The carboxy-terminal PDZ ligand of neuronal nitric oxide synthase (CAPON) serves as a critical regulatory protein controlling nitric oxide (NO) signaling across multiple physiological and pathological processes which encompass neurological, cardiac and metabolic functions. These diverse physiological roles of CAPON marks it as a key therapeutic target for conditions associated with its dysregulation. Despite this therapeutic potential there are no specific CAPON or nNOS/CAPON modulators which have been developed to date, highlighting a significant gap in targeted drug discovery. Herein, we report the first strategy specifically focused on disrupting the nNOS/CAPON protein-protein interface. Through screening of chemical libraries composed of 4.6 million compounds and eight molecular dynamics simulations, two potential hit compounds were identified. Beyond identifying these promising hits, our approach introduces two novel computational tools: a freely available Python-based toolset for NMR structural analysis and visualization and a second toolkit for accelerated ligand preparation.
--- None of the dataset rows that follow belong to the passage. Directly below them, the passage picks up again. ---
//! Authorized request path shared by endpoint wrappers.
//!
//! Every call goes through the same steps: refresh the chain, pre-check the rate limiter,
//! attach `Authorization: XBL3.0 x=<userhash>;<token>`, sign when a key is attached, take a
//! rate-limit slot, send, and classify the response status. Taking the slot checks and counts
//! under one guard, so concurrent sends cannot overshoot the limit.

// crates.io
use oauth2::{
	HttpRequest, HttpResponse,
	http::{HeaderValue, header::AUTHORIZATION},
};
// self
use crate::{
	_prelude::*,
	error::ConfigError,
	ext::RequestSignerExt,
	flows::{AuthenticationManager, common},
	http::AuthHttpClient,
	oauth::TransportErrorMapper,
	obs::{self, FlowKind, FlowOutcome, FlowSpan},
	provider::AuthStage,
	ratelimit::{EndpointRateLimits, LimitDirection, RateLimitConfig},
};
#[cfg(feature = "reqwest")]
use crate::{http::ReqwestHttpClient, oauth::ReqwestTransportErrorMapper};

#[cfg(feature = "reqwest")]
/// Session on the crate's default reqwest transport stack.
pub type ReqwestXblSession = XblSession<ReqwestHttpClient, ReqwestTransportErrorMapper>;

/// Authenticated, rate-limited, optionally signed view of one identity.
pub struct XblSession<C, M>
where
	C: ?Sized + AuthHttpClient,
	M: ?Sized + TransportErrorMapper<C::TransportError>,
{
	manager: AuthenticationManager<C, M>,
	limits: EndpointRateLimits,
	sign_requests: bool,
}
impl<C, M> XblSession<C, M>
where
	C: ?Sized + AuthHttpClient,
	M: ?Sized + TransportErrorMapper<C::TransportError>,
{
	/// Wraps `manager`, drawing every call from `limits`.
	///
	/// Requests are signed whenever the manager carries a signer.
	pub fn new(manager: AuthenticationManager<C, M>, limits: EndpointRateLimits) -> Self {
		let sign_requests = manager.signer().is_some();

		Self { manager, limits, sign_requests }
	}

	/// Builds the limits from a provider configuration.
	pub fn with_rate_limit_config(
		manager: AuthenticationManager<C, M>,
		config: &RateLimitConfig,
	) -> Self {
		Self::new(manager, EndpointRateLimits::from_config(config))
	}

	/// Forces signing on or off.
	pub fn with_signing(mut self, enabled: bool) -> Self {
		self.sign_requests = enabled;

		self
	}

	/// Underlying manager.
	pub fn manager(&self) -> &AuthenticationManager<C, M> {
		&self.manager
	}

	/// Limits consulted before every call.
	pub fn rate_limits(&self) -> &EndpointRateLimits {
		&self.limits
	}

	/// Sends `request` on behalf of the held identity, counting it against `direction`.
	///
	/// Fails with [`Error::RateLimitExceeded`] without touching the network when the limit
	/// is exhausted. Non-2xx responses are classified like chain failures.
	pub async fn send(
		&self,
		mut request: HttpRequest,
		direction: LimitDirection,
	) -> Result<HttpResponse> {
		const KIND: FlowKind = FlowKind::Session;

		let span = FlowSpan::new(KIND, "send");

		obs::record_flow_outcome(KIND, FlowOutcome::Attempt);

		let result = span
			.instrument(async move {
				self.manager.refresh_tokens().await?;
				self.limits.admit(direction)?;

				let authorization = self.manager.authorization_header_value()?;

				request.headers_mut().insert(
					AUTHORIZATION,
					HeaderValue::from_str(&authorization)
						.map_err(|e| ConfigError::from(oauth2::http::Error::from(e)))?,
				);

				if self.sign_requests {
					let signer = self.manager.signer().ok_or(ConfigError::MissingSigner)?;

					request = signer.sign_request(request)?;
				}

				self.limits.acquire(direction)?;

				let exchange = self.manager.exchange();
				let (response, meta) = exchange.send(AuthStage::Session, request).await?;

				exchange.ensure_success(AuthStage::Session, &response, meta.as_ref())?;

				Ok(response)
			})
			.await;

		match &result {
			Ok(_) => obs::record_flow_outcome(KIND, FlowOutcome::Success),
			Err(_) => obs::record_flow_outcome(KIND, FlowOutcome::Failure),
		}

		result
	}

	/// Sends an authorized `GET` for `url` against the read budget.
	pub async fn get(&self, url: &Url) -> Result<HttpResponse> {
		self.send(common::get_request(url)?, LimitDirection::Read).await
	}

	/// Sends an authorized JSON `POST` for `url` against the write budget.
	pub async fn post_json<T>(&self, url: &Url, body: &T) -> Result<HttpResponse>
	where
		T: ?Sized + Serialize,
	{
		self.send(common::json_request(url, body, &[])?, LimitDirection::Write).await
	}
}
impl<C, M> Debug for XblSession<C, M>
where
	C: ?Sized + AuthHttpClient,
	M: ?Sized + TransportErrorMapper<C::TransportError>,
{
	fn fmt(&self, f: &mut Formatter) -> FmtResult {
		f.debug_struct("XblSession")
			.field("manager", &self.manager)
			.field("limits", &self.limits)
			.field("sign_requests", &self.sign_requests)
			.finish()
	}
}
These tools significantly accelerate data preparation timelines while reducing computational costs, providing the research community with accessible resources for structure-based drug discovery efforts. Together, these tools represent a substantial contribution to the computational chemistry toolkit, enabling researchers to conduct high-throughput virtual screening campaigns more efficiently and with greater reproducibility. This work represents a foundational step toward developing targeted therapies for CAPON-mediated disorders and provides a scalable computational framework for future protein-protein interaction drug discovery efforts.